Task directions
The listing has to be given again in full and exactly.

Task data
mod bins;
mod circular;
mod config;
mod error;
mod geo;
mod profile;
mod rose;
mod smoothing;
mod types;
mod vectors;

pub use bins::{bin_floor, bin_index, bin_midpoint};
pub use circular::{aggregate_bin, BinStatistics};
pub use config::{DirectionWeighting, WindConfig};
pub use error::WindError;
pub use geo::{haversine_distance_m, initial_bearing_deg, EARTH_RADIUS_M};
pub use profile::{compute_wind_profile, vertical_velocity_series};
pub use rose::{compute_wind_rose, RoseSector, WindRose, SPEED_CLASS_EDGES_M_S};
pub use smoothing::moving_average;
pub use types::{
    TrajectoryPoint, VelocityVector, VerticalVelocitySample, WindEstimate, WindProfile,
};
pub use vectors::derive_vectors;
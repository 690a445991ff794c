use std::collections::BTreeMap;

use super::types::VelocityVector;

/// Index of the half-open layer [index * width, (index + 1) * width) that an
/// altitude falls in. Boundaries depend on the width alone, so repeated calls
/// bin identically no matter which altitudes are present.
pub fn bin_index(altitude_m: f64, bin_width_m: f64) -> i64 {
    (altitude_m / bin_width_m).floor() as i64
}

pub fn bin_floor(index: i64, bin_width_m: f64) -> f64 {
    index as f64 * bin_width_m
}

pub fn bin_midpoint(index: i64, bin_width_m: f64) -> f64 {
    (index as f64 + 0.5) * bin_width_m
}

/// Group vectors by altitude layer. The BTreeMap keeps layers in ascending
/// altitude order for the profile output.
pub fn group_by_bin(
    vectors: &[VelocityVector],
    bin_width_m: f64,
) -> BTreeMap<i64, Vec<&VelocityVector>> {
    let mut bins: BTreeMap<i64, Vec<&VelocityVector>> = BTreeMap::new();
    for vector in vectors {
        bins.entry(bin_index(vector.altitude, bin_width_m))
            .or_default()
            .push(vector);
    }
    bins
}

#[cfg(test)]
mod tests {
    use super::*;
    use chrono::{TimeZone, Utc};

    fn vector(altitude: f64) -> VelocityVector {
        VelocityVector {
            horizontal_speed: 1.0,
            bearing: Some(90.0),
            vertical_rate: 0.0,
            altitude,
            timestamp: Utc.with_ymd_and_hms(2024, 6, 1, 12, 0, 0).unwrap(),
        }
    }

    #[test]
    fn altitude_1200_with_width_500_lands_in_1000_1500() {
        let index = bin_index(1200.0, 500.0);
        assert_eq!(index, 2);
        assert_eq!(bin_floor(index, 500.0), 1000.0);
        assert_eq!(bin_midpoint(index, 500.0), 1250.0);
    }

    #[test]
    fn boundaries_are_half_open() {
        assert_eq!(bin_index(999.999, 500.0), 1);
        assert_eq!(bin_index(1000.0, 500.0), 2);
        assert_eq!(bin_index(1499.999, 500.0), 2);
        assert_eq!(bin_index(1500.0, 500.0), 3);
    }

    #[test]
    fn negative_altitudes_floor_downwards() {
        assert_eq!(bin_index(-1.0, 500.0), -1);
        assert_eq!(bin_floor(-1, 500.0), -500.0);
    }

    #[test]
    fn boundaries_do_not_depend_on_observed_range() {
        let alone_vectors = [vector(1200.0)];
        let alone = group_by_bin(&alone_vectors, 500.0);
        let crowded_vectors = [vector(1200.0), vector(200.0), vector(9800.0)];
        let crowded = group_by_bin(&crowded_vectors, 500.0);
        assert!(alone.contains_key(&2));
        assert!(crowded.contains_key(&2));
        assert_eq!(alone[&2].len(), 1);
        assert_eq!(crowded[&2].len(), 1);
    }

    #[test]
    fn groups_are_altitude_ordered() {
        let vectors = [vector(9800.0), vector(200.0), vector(1200.0)];
        let bins = group_by_bin(&vectors, 500.0);
        let indices: Vec<i64> = bins.keys().copied().collect();
        assert_eq!(indices, vec![0, 2, 19]);
    }
}
//! Spherical-earth geodesics: great-circle distance and initial bearing
//! between two fixes.

/// IUGG mean earth radius.
pub const EARTH_RADIUS_M: f64 = 6_371_000.0;

/// Haversine great-circle distance in meters.
pub fn haversine_distance_m(lat1_deg: f64, lon1_deg: f64, lat2_deg: f64, lon2_deg: f64) -> f64 {
    let lat1 = lat1_deg.to_radians();
    let lat2 = lat2_deg.to_radians();
    let dlat = (lat2_deg - lat1_deg).to_radians();
    let dlon = (lon2_deg - lon1_deg).to_radians();

    let a = (dlat / 2.0).sin().powi(2) + lat1.cos() * lat2.cos() * (dlon / 2.0).sin().powi(2);
    2.0 * EARTH_RADIUS_M * a.sqrt().asin()
}

/// Initial bearing from the first fix to the second, degrees clockwise from
/// true north, normalized to [0, 360).
pub fn initial_bearing_deg(lat1_deg: f64, lon1_deg: f64, lat2_deg: f64, lon2_deg: f64) -> f64 {
    let lat1 = lat1_deg.to_radians();
    let lat2 = lat2_deg.to_radians();
    let dlon = (lon2_deg - lon1_deg).to_radians();

    let y = dlon.sin() * lat2.cos();
    let x = lat1.cos() * lat2.sin() - lat1.sin() * lat2.cos() * dlon.cos();
    y.atan2(x).to_degrees().rem_euclid(360.0)
}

Result of this exercise
mod bins;
mod circular;
mod config;
mod error;
mod geo;
mod profile;
mod rose;
mod smoothing;
mod types;
mod vectors;

pub use bins::{bin_floor, bin_index, bin_midpoint};
pub use circular::{aggregate_bin, BinStatistics};
pub use config::{DirectionWeighting, WindConfig};
pub use error::WindError;
pub use geo::{haversine_distance_m, initial_bearing_deg, EARTH_RADIUS_M};
pub use profile::{compute_wind_profile, vertical_velocity_series};
pub use rose::{compute_wind_rose, RoseSector, WindRose, SPEED_CLASS_EDGES_M_S};
pub use smoothing::moving_average;
pub use types::{
    TrajectoryPoint, VelocityVector, VerticalVelocitySample, WindEstimate, WindProfile,
};
pub use vectors::derive_vectors;
repository 690a445991ff794c
use std::collections::BTreeMap;

use super::types::VelocityVector;

/// Index of the half-open layer [index * width, (index + 1) * width) that an
/// altitude falls in. Boundaries depend on the width alone, so repeated calls
/// bin identically no matter which altitudes are present.
pub fn bin_index(altitude_m: f64, bin_width_m: f64) -> i64 {
    (altitude_m / bin_width_m).floor() as i64
}

pub fn bin_floor(index: i64, bin_width_m: f64) -> f64 {
    index as f64 * bin_width_m
}

pub fn bin_midpoint(index: i64, bin_width_m: f64) -> f64 {
    (index as f64 + 0.5) * bin_width_m
}

/// Group vectors by altitude layer. The BTreeMap keeps layers in ascending
/// altitude order for the profile output.
pub fn group_by_bin(
    vectors: &[VelocityVector],
    bin_width_m: f64,
) -> BTreeMap<i64, Vec<&VelocityVector>> {
    let mut bins: BTreeMap<i64, Vec<&VelocityVector>> = BTreeMap::new();
    for vector in vectors {
        bins.entry(bin_index(vector.altitude, bin_width_m))
            .or_default()
            .push(vector);
    }
    bins
}

#[cfg(test)]
mod tests {
    use super::*;
    use chrono::{TimeZone, Utc};

    fn vector(altitude: f64) -> VelocityVector {
        VelocityVector {
            horizontal_speed: 1.0,
            bearing: Some(90.0),
            vertical_rate: 0.0,
            altitude,
            timestamp: Utc.with_ymd_and_hms(2024, 6, 1, 12, 0, 0).unwrap(),
        }
    }

    #[test]
    fn altitude_1200_with_width_500_lands_in_1000_1500() {
        let index = bin_index(1200.0, 500.0);
        assert_eq!(index, 2);
        assert_eq!(bin_floor(index, 500.0), 1000.0);
        assert_eq!(bin_midpoint(index, 500.0), 1250.0);
    }

    #[test]
    fn boundaries_are_half_open() {
        assert_eq!(bin_index(999.999, 500.0), 1);
        assert_eq!(bin_index(1000.0, 500.0), 2);
        assert_eq!(bin_index(1499.999, 500.0), 2);
        assert_eq!(bin_index(1500.0, 500.0), 3);
    }

    #[test]
    fn negative_altitudes_floor_downwards() {
        assert_eq!(bin_index(-1.0, 500.0), -1);
        assert_eq!(bin_floor(-1, 500.0), -500.0);
    }

    #[test]
    fn boundaries_do_not_depend_on_observed_range() {
        let alone_vectors = [vector(1200.0)];
        let alone = group_by_bin(&alone_vectors, 500.0);
        let crowded_vectors = [vector(1200.0), vector(200.0), vector(9800.0)];
        let crowded = group_by_bin(&crowded_vectors, 500.0);
        assert!(alone.contains_key(&2));
        assert!(crowded.contains_key(&2));
        assert_eq!(alone[&2].len(), 1);
        assert_eq!(crowded[&2].len(), 1);
    }

    #[test]
    fn groups_are_altitude_ordered() {
        let vectors = [vector(9800.0), vector(200.0), vector(1200.0)];
        let bins = group_by_bin(&vectors, 500.0);
        let indices: Vec<i64> = bins.keys().copied().collect();
        assert_eq!(indices, vec![0, 2, 19]);
    }
}
//! Spherical-earth geodesics: great-circle distance and initial bearing
//! between two fixes.

/// IUGG mean earth radius.
pub const EARTH_RADIUS_M: f64 = 6_371_000.0;

/// Haversine great-circle distance in meters.
pub fn haversine_distance_m(lat1_deg: f64, lon1_deg: f64, lat2_deg: f64, lon2_deg: f64) -> f64 {
    let lat1 = lat1_deg.to_radians();
    let lat2 = lat2_deg.to_radians();
    let dlat = (lat2_deg - lat1_deg).to_radians();
    let dlon = (lon2_deg - lon1_deg).to_radians();

    let a = (dlat / 2.0).sin().powi(2) + lat1.cos() * lat2.cos() * (dlon / 2.0).sin().powi(2);
    2.0 * EARTH_RADIUS_M * a.sqrt().asin()
}

/// Initial bearing from the first fix to the second, degrees clockwise from
/// true north, normalized to [0, 360).
pub fn initial_bearing_deg(lat1_deg: f64, lon1_deg: f64, lat2_deg: f64, lon2_deg: f64) -> f64 {
    let lat1 = lat1_deg.to_radians();
    let lat2 = lat2_deg.to_radians();
    let dlon = (lon2_deg - lon1_deg).to_radians();

    let y = dlon.sin() * lat2.cos();
    let x = lat1.cos() * lat2.sin() - lat1.sin() * lat2.cos() * dlon.cos();
    y.atan2(x).to_degrees().rem_euclid(360.0)
}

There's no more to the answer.